Wriggling worms could offer physicists a new means for studying “active” systems composed of large numbers of self-driven particles. Researchers placed live sludge worms—a variety of worms sold as fish food—in water and measured the viscosity of the worm-filled solution under various conditions. To control the level of worm activity, the team varied the temperature or added a dash of alcohol to the water. The viscosity of active worm solutions was dramatically different from that of inactive worms, suggesting that these worms could serve as a model of bacteria, cellular filaments, and other active matter systems.
Active systems consist of particles that move on their own by using stored energy or by converting energy from their surroundings. “The intrinsic far-from-equilibrium character of this active matter is at the origin of a plethora of fascinating phenomena,” says Antoine Deblais from the University of Amsterdam. For example, swimming bacteria self-organize into intricate patterns, and active filaments in a biological cell perform complex maneuvers that allow the cell to move or change shape.
Researchers try to simulate active matter with particles like beads or rods that can be driven with electrical or chemical mechanisms. However, many biological systems consist of polymer-like filaments that actively change their shape. The study of this type of active matter has been hampered by the lack of a macroscopic model that allows researchers to observe and control the individual filaments. Deblais and his colleagues propose to fill this gap with sludge worms, which are thin, centimeter-long worms that can be bought at any pet store.
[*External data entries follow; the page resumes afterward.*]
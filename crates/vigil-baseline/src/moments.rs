// SPDX-License-Identifier: MIT OR Apache-2.0

#![forbid(unsafe_code)]

use vigil_core::{Baseline, VigilError};

/// Exact first and second moments of a multiset of counts.
///
/// Sums are kept as integers, so adding and removing samples never
/// accumulates rounding error: a window whose counts are all equal always
/// reports a standard deviation of exactly zero, however many values have
/// passed through it.
#[derive(Clone, Copy, Debug, Default, PartialEq, Eq)]
pub struct ExactMoments {
    n: u64,
    sum: u128,
    sum_sq: u128,
}

impl ExactMoments {
    pub fn new() -> Self {
        Self::default()
    }

    pub fn from_counts(counts: impl IntoIterator<Item = u64>) -> Result<Self, VigilError> {
        let mut moments = Self::new();
        for count in counts {
            moments.push(count)?;
        }
        Ok(moments)
    }

    pub fn len(&self) -> usize {
        usize::try_from(self.n).unwrap_or(usize::MAX)
    }

    pub fn is_empty(&self) -> bool {
        self.n == 0
    }

    pub fn push(&mut self, count: u64) -> Result<(), VigilError> {
        let value = u128::from(count);
        let square = value
            .checked_mul(value)
            .ok_or_else(|| VigilError::numerical_issue(format!("count {count} squared overflows")))?;
        let n = self
            .n
            .checked_add(1)
            .ok_or_else(|| VigilError::numerical_issue("sample counter overflow"))?;
        let sum = self
            .sum
            .checked_add(value)
            .ok_or_else(|| VigilError::numerical_issue("count sum overflow"))?;
        let sum_sq = self
            .sum_sq
            .checked_add(square)
            .ok_or_else(|| VigilError::numerical_issue("count sum of squares overflow"))?;
        self.n = n;
        self.sum = sum;
        self.sum_sq = sum_sq;
        Ok(())
    }

    /// Removes a sample previously added with [`push`](Self::push).
    pub fn pop(&mut self, count: u64) -> Result<(), VigilError> {
        let value = u128::from(count);
        let underflow = || {
            VigilError::numerical_issue(format!(
                "removing count {count} from moments that never contained it"
            ))
        };
        let square = value.checked_mul(value).ok_or_else(underflow)?;
        let n = self.n.checked_sub(1).ok_or_else(underflow)?;
        let sum = self.sum.checked_sub(value).ok_or_else(underflow)?;
        let sum_sq = self.sum_sq.checked_sub(square).ok_or_else(underflow)?;
        self.n = n;
        self.sum = sum;
        self.sum_sq = sum_sq;
        Ok(())
    }

    /// Mean and population standard deviation (divide by N), `None` when empty.
    pub fn baseline(&self) -> Result<Option<Baseline>, VigilError> {
        if self.n == 0 {
            return Ok(None);
        }
        let n = u128::from(self.n);
        let scaled_sq = n
            .checked_mul(self.sum_sq)
            .ok_or_else(|| VigilError::numerical_issue("variance numerator overflow"))?;
        let sum_squared = self
            .sum
            .checked_mul(self.sum)
            .ok_or_else(|| VigilError::numerical_issue("squared sum overflow"))?;
        // n * Σx² - (Σx)² = n² · variance, non-negative by Cauchy-Schwarz.
        let spread = scaled_sq.checked_sub(sum_squared).ok_or_else(|| {
            VigilError::numerical_issue("negative variance numerator; moments are inconsistent")
        })?;

        let n_f = self.n as f64;
        Ok(Some(Baseline {
            mean: self.sum as f64 / n_f,
            std_dev: (spread as f64).sqrt() / n_f,
            samples: self.len(),
        }))
    }
}
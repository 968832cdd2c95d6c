// SPDX-License-Identifier: MIT OR Apache-2.0

#![forbid(unsafe_code)]

use vigil_core::{ClassifiedSeries, GroupKey, Period, Status, VigilError};

/// One point the two baseline models classified differently.
#[cfg_attr(feature = "serde", derive(serde::Serialize, serde::Deserialize))]
#[derive(Clone, Debug, PartialEq)]
pub struct Divergence {
    pub group: GroupKey,
    pub period: Period,
    pub count: u64,
    pub static_status: Status,
    pub dynamic_status: Status,
    pub static_z: f64,
    pub dynamic_z: f64,
}

#[cfg_attr(feature = "serde", derive(serde::Serialize, serde::Deserialize))]
#[derive(Clone, Debug, PartialEq)]
pub struct DivergenceReport {
    pub compared: usize,
    pub divergences: Vec<Divergence>,
    /// Share of points where both models agree; `1.0` for an empty series.
    pub agreement_rate: f64,
}

/// Point-by-point comparison of a static and a dynamic classification of the
/// same aggregated series.
pub fn divergences(
    static_series: &ClassifiedSeries,
    dynamic_series: &ClassifiedSeries,
) -> Result<DivergenceReport, VigilError> {
    if static_series.dimensions != dynamic_series.dimensions {
        return Err(VigilError::invalid_input(
            "cannot compare classifications grouped by different dimensions",
        ));
    }
    if static_series.points.len() != dynamic_series.points.len() {
        return Err(VigilError::invalid_input(format!(
            "cannot compare classifications of different series: {} vs {} points",
            static_series.points.len(),
            dynamic_series.points.len()
        )));
    }

    let mut out = Vec::new();
    for (lhs, rhs) in static_series.points.iter().zip(&dynamic_series.points) {
        if lhs.group != rhs.group || lhs.period != rhs.period || lhs.count != rhs.count {
            return Err(VigilError::invalid_input(format!(
                "cannot compare classifications of different series: '{}' {} ({}) vs '{}' {} ({})",
                lhs.group, lhs.period, lhs.count, rhs.group, rhs.period, rhs.count
            )));
        }
        if lhs.status != rhs.status {
            out.push(Divergence {
                group: lhs.group.clone(),
                period: lhs.period,
                count: lhs.count,
                static_status: lhs.status,
                dynamic_status: rhs.status,
                static_z: lhs.z_score,
                dynamic_z: rhs.z_score,
            });
        }
    }

    let compared = static_series.points.len();
    let agreement_rate = if compared == 0 {
        1.0
    } else {
        (compared - out.len()) as f64 / compared as f64
    };
    Ok(DivergenceReport {
        compared,
        divergences: out,
        agreement_rate,
    })
}
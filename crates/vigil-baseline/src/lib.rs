// SPDX-License-Identifier: MIT OR Apache-2.0

#![forbid(unsafe_code)]

//! Static and dynamic baseline classifiers for grouped count series.

pub mod dynamic;
pub mod engine;
pub mod moments;
pub mod static_baseline;

pub use dynamic::DynamicClassifier;
pub use engine::{ExecutionMode, classify_series, classify_series_with, classify_static_and_dynamic};
pub use moments::ExactMoments;
pub use static_baseline::StaticClassifier;
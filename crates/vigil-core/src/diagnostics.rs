// SPDX-License-Identifier: MIT OR Apache-2.0

#![forbid(unsafe_code)]

use crate::series::BaselineModel;

/// Diagnostics schema version for classification run metadata.
pub const DIAGNOSTICS_SCHEMA_VERSION: u32 = 1;

/// Structured diagnostics captured from one classifier run.
#[cfg_attr(feature = "serde", derive(serde::Serialize, serde::Deserialize))]
#[derive(Clone, Debug, PartialEq)]
pub struct Diagnostics {
    pub model: BaselineModel,
    pub groups: usize,
    pub points: usize,
    /// Points left Normal because the trailing window held too few samples.
    pub insufficient_window: usize,
    /// Points left Normal because their baseline had zero variance.
    pub degenerate_variance: usize,
    pub flagged: usize,
    pub schema_version: u32,
    pub engine_version: Option<String>,
    pub runtime_ms: Option<u64>,
    pub thread_count: Option<usize>,
}

impl Diagnostics {
    pub fn new(model: BaselineModel) -> Self {
        Self {
            model,
            groups: 0,
            points: 0,
            insufficient_window: 0,
            degenerate_variance: 0,
            flagged: 0,
            schema_version: DIAGNOSTICS_SCHEMA_VERSION,
            engine_version: Some(env!("CARGO_PKG_VERSION").to_string()),
            runtime_ms: None,
            thread_count: None,
        }
    }
}
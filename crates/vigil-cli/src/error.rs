// SPDX-License-Identifier: MIT OR Apache-2.0

#![forbid(unsafe_code)]

use serde::Serialize;
use std::fmt;
use vigil_core::VigilError;

#[derive(Debug)]
pub enum CliError {
    Vigil(VigilError),
    Io {
        context: String,
        source: std::io::Error,
    },
    Json {
        context: String,
        source: serde_json::Error,
    },
}

impl CliError {
    pub fn invalid_input(msg: impl Into<String>) -> Self {
        Self::Vigil(VigilError::invalid_input(msg))
    }

    pub fn invalid_config(msg: impl Into<String>) -> Self {
        Self::Vigil(VigilError::invalid_config(msg))
    }

    pub fn not_supported(msg: impl Into<String>) -> Self {
        Self::Vigil(VigilError::not_supported(msg))
    }

    pub fn io(context: impl Into<String>, source: std::io::Error) -> Self {
        Self::Io {
            context: context.into(),
            source,
        }
    }

    pub fn json(context: impl Into<String>, source: serde_json::Error) -> Self {
        Self::Json {
            context: context.into(),
            source,
        }
    }

    /// Stable machine-readable error code.
    pub fn code(&self) -> &'static str {
        match self {
            Self::Vigil(err) => err.code(),
            Self::Io { .. } => "io_error",
            Self::Json { .. } => "json_error",
        }
    }

    pub fn envelope(&self) -> ErrorEnvelope {
        ErrorEnvelope {
            error: ErrorPayload {
                code: self.code().to_string(),
                message: self.to_string(),
            },
        }
    }
}

impl fmt::Display for CliError {
    fn fmt(&self, f: &mut fmt::Formatter<'_>) -> fmt::Result {
        match self {
            Self::Vigil(err) => write!(f, "{err}"),
            Self::Io { context, source } => write!(f, "{context}: {source}"),
            Self::Json { context, source } => write!(f, "{context}: {source}"),
        }
    }
}

impl std::error::Error for CliError {
    fn source(&self) -> Option<&(dyn std::error::Error + 'static)> {
        match self {
            Self::Vigil(err) => Some(err),
            Self::Io { source, .. } => Some(source),
            Self::Json { source, .. } => Some(source),
        }
    }
}

impl From<VigilError> for CliError {
    fn from(value: VigilError) -> Self {
        Self::Vigil(value)
    }
}

#[derive(Debug, Serialize)]
pub struct ErrorEnvelope {
    pub error: ErrorPayload,
}

#[derive(Debug, Serialize)]
pub struct ErrorPayload {
    pub code: String,
    pub message: String,
}
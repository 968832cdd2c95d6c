// SPDX-License-Identifier: MIT OR Apache-2.0

#![forbid(unsafe_code)]

use crate::config::ClassifierConfig;
use crate::series::{AggregatedPoint, BaselineModel, ClassifiedPoint};
use crate::VigilError;

/// Baseline classifier contract: one group's sorted points in, one
/// classified point per input point out.
///
/// Implementations must be pure: the output for a group depends only on that
/// group's points and the configuration.
pub trait BaselineClassifier: Send + Sync {
    fn model(&self) -> BaselineModel;

    fn config(&self) -> &ClassifierConfig;

    fn classify_group(
        &self,
        points: &[AggregatedPoint],
    ) -> Result<Vec<ClassifiedPoint>, VigilError>;
}

/// Checks that `points` form a single group in strictly increasing period
/// order.
pub fn validate_group_points(points: &[AggregatedPoint]) -> Result<(), VigilError> {
    for pair in points.windows(2) {
        if pair[0].group != pair[1].group {
            return Err(VigilError::invalid_input(format!(
                "classify_group received mixed groups '{}' and '{}'",
                pair[0].group, pair[1].group
            )));
        }
        if pair[0].period >= pair[1].period {
            return Err(VigilError::invalid_input(format!(
                "group '{}' periods must be strictly increasing; got {} then {}",
                pair[0].group, pair[0].period, pair[1].period
            )));
        }
    }
    Ok(())
}
// SPDX-License-Identifier: MIT OR Apache-2.0

#![forbid(unsafe_code)]

use crate::args::{
    AggregateArgs, ClassifierArgs, ClassifyArgs, Command, InputArgs, ModelArg, ModelSelection,
    SummarizeArgs,
};
use crate::config::resolve_classifier_config;
use crate::error::CliError;
use crate::input::load_records;
use serde::Serialize;
use vigil_aggregate::{
    Aggregation, AggregationOptions, AggregationReport, MissingDimensionPolicy, RecordFilter,
    aggregate, retain_groups, top_groups_by_volume, top_reported_groups_by_volume,
};
use vigil_baseline::{
    DynamicClassifier, StaticClassifier, classify_series, classify_static_and_dynamic,
};
use vigil_core::{
    AggregatedPoint, AggregatedSeries, BaselineModel, ClassifiedSeries, ClassifierConfig,
    Dimension,
};
use vigil_summary::{DivergenceReport, GroupSummary, divergences, summarize, top};

#[derive(Debug, Serialize)]
#[serde(untagged)]
pub enum Output {
    Aggregate(AggregateOutput),
    Classify(ClassifyOutput),
    Summarize(SummarizeOutput),
}

#[derive(Debug, Serialize)]
pub struct AggregateOutput {
    pub report: AggregationReport,
    pub dimensions: Vec<Dimension>,
    pub points: Vec<AggregatedPoint>,
}

#[derive(Debug, Serialize)]
pub struct ClassifyOutput {
    pub report: AggregationReport,
    pub dimensions: Vec<Dimension>,
    #[serde(rename = "static", skip_serializing_if = "Option::is_none")]
    pub static_series: Option<ClassifiedSeries>,
    #[serde(rename = "dynamic", skip_serializing_if = "Option::is_none")]
    pub dynamic_series: Option<ClassifiedSeries>,
    #[serde(skip_serializing_if = "Option::is_none")]
    pub divergences: Option<DivergenceReport>,
}

#[derive(Debug, Serialize)]
pub struct SummarizeOutput {
    pub model: BaselineModel,
    pub config: ClassifierConfig,
    pub report: AggregationReport,
    pub summary_by: Vec<Dimension>,
    pub rows: Vec<GroupSummary>,
}

pub fn run(command: &Command) -> Result<Output, CliError> {
    match command {
        Command::Aggregate(args) => run_aggregate(args).map(Output::Aggregate),
        Command::Classify(args) => run_classify(args).map(Output::Classify),
        Command::Summarize(args) => run_summarize(args).map(Output::Summarize),
    }
}

pub fn run_aggregate(args: &AggregateArgs) -> Result<AggregateOutput, CliError> {
    let Aggregation { series, report } = load_and_aggregate(&args.input)?;
    Ok(AggregateOutput {
        report,
        dimensions: series.dimensions().to_vec(),
        points: series.into_points(),
    })
}

pub fn run_classify(args: &ClassifyArgs) -> Result<ClassifyOutput, CliError> {
    let config = classifier_config(&args.classifier)?;
    let Aggregation { series, report } = load_and_aggregate(&args.input)?;
    let series = restrict_to_top(series, args.top, args.rank_placeholders)?;

    let (static_series, dynamic_series, divergence_report) = match args.model {
        ModelSelection::Static => {
            let classifier = StaticClassifier::new(config)?;
            (Some(classify_series(&classifier, &series)?), None, None)
        }
        ModelSelection::Dynamic => {
            let classifier = DynamicClassifier::new(config)?;
            (None, Some(classify_series(&classifier, &series)?), None)
        }
        ModelSelection::Both => {
            let (static_out, dynamic_out) = classify_static_and_dynamic(config, &series)?;
            let comparison = divergences(&static_out, &dynamic_out)?;
            (Some(static_out), Some(dynamic_out), Some(comparison))
        }
    };

    Ok(ClassifyOutput {
        report,
        dimensions: series.dimensions().to_vec(),
        static_series,
        dynamic_series,
        divergences: divergence_report,
    })
}

pub fn run_summarize(args: &SummarizeArgs) -> Result<SummarizeOutput, CliError> {
    let config = classifier_config(&args.classifier)?;
    let Aggregation { series, report } = load_and_aggregate(&args.input)?;
    let summary_by = match &args.summary_by {
        Some(raw) => Dimension::parse_list(raw)?,
        None => series.dimensions().to_vec(),
    };

    let classified = match args.model {
        ModelArg::Static => classify_series(&StaticClassifier::new(config)?, &series)?,
        ModelArg::Dynamic => classify_series(&DynamicClassifier::new(config)?, &series)?,
    };
    let mut rows = summarize(&classified, &summary_by)?;
    if let Some(n) = args.top {
        rows = top(rows, n);
    }

    Ok(SummarizeOutput {
        model: classified.model,
        config,
        report,
        summary_by,
        rows,
    })
}

fn classifier_config(args: &ClassifierArgs) -> Result<ClassifierConfig, CliError> {
    resolve_classifier_config(args.config.as_deref(), &args.overrides())
}

pub fn aggregation_options(args: &InputArgs) -> Result<AggregationOptions, CliError> {
    let dimensions = Dimension::parse_list(&args.by)?;
    let filter = RecordFilter::new()
        .with_date_range(args.from, args.to)
        .allowing(Dimension::Source, args.sources.iter().cloned())
        .allowing(Dimension::Label, args.labels.iter().cloned())
        .allowing(Dimension::Region, args.regions.iter().cloned())
        .allowing(Dimension::SubRegion, args.sub_regions.iter().cloned())
        .with_sentiments(args.sentiments.iter().cloned());
    let missing = if args.fill_missing {
        MissingDimensionPolicy::FillPlaceholder
    } else {
        MissingDimensionPolicy::Drop
    };
    let options = AggregationOptions::new(dimensions)
        .with_missing(missing)
        .with_filter(filter);
    options.validate()?;
    Ok(options)
}

fn load_and_aggregate(args: &InputArgs) -> Result<Aggregation, CliError> {
    let options = aggregation_options(args)?;
    let records = load_records(&args.input)?;
    Ok(aggregate(&records, &options)?)
}

fn restrict_to_top(
    series: AggregatedSeries,
    n: Option<usize>,
    rank_placeholders: bool,
) -> Result<AggregatedSeries, CliError> {
    match n {
        Some(n) => {
            let groups = if rank_placeholders {
                top_groups_by_volume(&series, n)
            } else {
                top_reported_groups_by_volume(&series, n)
            };
            tracing::info!(
                requested = n,
                kept = groups.len(),
                "restricting to top groups by volume"
            );
            Ok(retain_groups(&series, &groups)?)
        }
        None => Ok(series),
    }
}
// SPDX-License-Identifier: MIT OR Apache-2.0

#![forbid(unsafe_code)]

use proptest::prelude::*;
use proptest::test_runner::{Config as ProptestConfig, FileFailurePersistence};
use std::cmp::Reverse;
use vigil_baseline::{
    DynamicClassifier, StaticClassifier, classify_series, classify_static_and_dynamic,
};
use vigil_core::{
    AggregatedPoint, AggregatedSeries, ClassifierConfig, Dimension, GroupKey, Period, Status,
};
use vigil_summary::{GroupSummary, divergences, summarize, summarize_groups};

const MIN_PROPTEST_CASES: u32 = 256;

fn proptest_cases() -> u32 {
    std::env::var("PROPTEST_CASES")
        .ok()
        .and_then(|raw| raw.parse::<u32>().ok())
        .map(|parsed| parsed.max(MIN_PROPTEST_CASES))
        .unwrap_or(MIN_PROPTEST_CASES)
}

const REGIONS: [&str; 3] = ["Jonglei", "Unity", "Lakes"];
const LABELS: [&str; 2] = ["Flooding", "Conflict"];

fn series_from(counts: &[Vec<u64>]) -> AggregatedSeries {
    let start = Period::new(2021, 1).expect("valid period");
    let mut points = Vec::new();
    for (idx, group_counts) in counts.iter().enumerate() {
        let key: GroupKey = [REGIONS[idx % REGIONS.len()], LABELS[idx / REGIONS.len()]]
            .into_iter()
            .collect();
        for (month, &count) in group_counts.iter().enumerate() {
            points.push(AggregatedPoint::new(
                key.clone(),
                start.offset(month as i64).expect("offset"),
                count,
            ));
        }
    }
    AggregatedSeries::from_points(vec![Dimension::Region, Dimension::Label], points)
        .expect("valid series")
}

#[test]
fn jonglei_end_to_end_ranks_the_spiking_county_first() {
    let input = series_from(&[
        vec![5, 5, 5, 5, 5, 5, 5, 5, 5, 5, 5, 30],
        vec![7, 8, 7, 8, 7, 8, 7, 8, 7, 8, 7, 8],
    ]);
    let classifier = StaticClassifier::new(ClassifierConfig::default()).expect("config");
    let classified = classify_series(&classifier, &input).expect("classify");
    let table = summarize(&classified, &[Dimension::Region]).expect("summarize");

    assert_eq!(table[0].name, "Jonglei");
    assert_eq!(table[0].counts.alarm_high, 1);
    assert_eq!(table[0].latest.status, Status::AlarmHigh);
    assert_eq!(table[1].name, "Unity");
    assert_eq!(table[1].counts.alarm_high, 0);
    assert_eq!(table[1].counts.alert_high, 6);
}

#[test]
fn static_and_dynamic_diverge_on_the_jonglei_spike() {
    let input = series_from(&[vec![5, 5, 5, 5, 5, 5, 5, 5, 5, 5, 5, 30]]);
    let (static_out, dynamic_out) =
        classify_static_and_dynamic(ClassifierConfig::default(), &input).expect("classify");
    let report = divergences(&static_out, &dynamic_out).expect("compare");
    assert_eq!(report.compared, 12);
    assert_eq!(report.divergences.len(), 1);
    assert_eq!(report.divergences[0].static_status, Status::AlarmHigh);
    assert_eq!(report.divergences[0].dynamic_status, Status::Normal);
}

proptest! {
    #![proptest_config(ProptestConfig {
        cases: proptest_cases(),
        max_shrink_iters: 1024,
        failure_persistence: Some(Box::new(FileFailurePersistence::Direct("proptest-regressions/tests/ranking.txt"))),
        .. ProptestConfig::default()
    })]

    #[test]
    fn summaries_conserve_points_and_stay_ranked(
        counts in prop::collection::vec(prop::collection::vec(0u64..60, 1..30), 1..=6),
    ) {
        let input = series_from(&counts);
        let classifier = DynamicClassifier::new(ClassifierConfig::default()).expect("config");
        let classified = classify_series(&classifier, &input).expect("classify");

        for by in [vec![Dimension::Region], vec![Dimension::Label], Vec::new()] {
            let table = summarize(&classified, &by).expect("summarize");
            let total: usize = table.iter().map(|row| row.counts.total()).sum();
            prop_assert_eq!(total, classified.points.len());
            for pair in table.windows(2) {
                let key = |row: &GroupSummary| {
                    (
                        Reverse(row.counts.alarm_high),
                        Reverse(row.counts.alert_high),
                        row.name.clone(),
                    )
                };
                prop_assert!(key(&pair[0]) <= key(&pair[1]));
            }
        }

        let per_group = summarize_groups(&classified).expect("summarize");
        prop_assert_eq!(per_group.len(), input.group_count());
    }
}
To investigate the worms’ collective behavior, the team combined a handful of worms with a roughly equal volume of water and then performed a common viscosity test. They placed the worm-filled concoction in a cylindrical container and applied a shear force by rotating the top plate as it pressed on the liquid surface. Previous work has shown that a polymer-filled solution will resist a shear force more than a simple liquid. This increased viscosity results from the tangling of the polymer filaments. But as the shearing increases, the filaments will tend to align with each other, and the viscosity will drop—an effect called shear thinning. However, less is known about what will happen when the filaments move on their own.
The researchers controlled the activity of the worms by varying the temperature in the cylinder between and . But the team also wanted a baseline with completely passive worms. The obvious answer would have been to kill the worms, but the team found a reversible (and more humane) option. Adding 5% alcohol to the surrounding water made the worms completely motionless, but only temporarily. “After half an hour, in pure water again, they are completely sobered up,” Deblais says. “Sometimes it’s better to be a worm.”
At low shearing rates of about 1 rotation per minute, the active worm solution was 10 to 100 times less viscous than the passive worm solution. A possible explanation for the lower viscosity is that the worms’ movement helps them “relax” any tangles that form. To support this hypothesis, the team observed individual worms and measured how fast they changed shape. By comparing these shape measurements with a polymer model, they found theoretical evidence that active worms produce faster relaxation.
As the shearing rate increased, all of the solutions exhibited decreasing viscosity, as expected from the principle of shear thinning. However, the active worms showed less shear thinning. In fact, at the highest shearing rates, corresponding to several turns per second, the viscosity of the active worm solutions surpassed that of their passive counterparts, presumably because the worm movements prevented them from aligning with each other. These findings contradict recent theoretical simulations of active polymers, which predicted that shear thinning would increase with activity. The theory in this case assumed that polymer motion consists mostly of bending (orthogonal drive) , but the team believes that a model involving stretching and contracting (tangential drive) might better represent the worm movements .
Active matter expert Denis Bartolo from the École Normale Supérieure in Lyon, France, thinks these worm experiments are very original. “While liquid crystals, gels, and colloidal systems now have their active counterparts, very little was known about the dynamics and mechanics of active polymeric networks,” he says. He believes the worms offer a valuable platform for developing a theory of active polymers.
This research is published in Physical Review Letters.
Michael Schirber is a Corresponding Editor for Physics based in Lyon, France.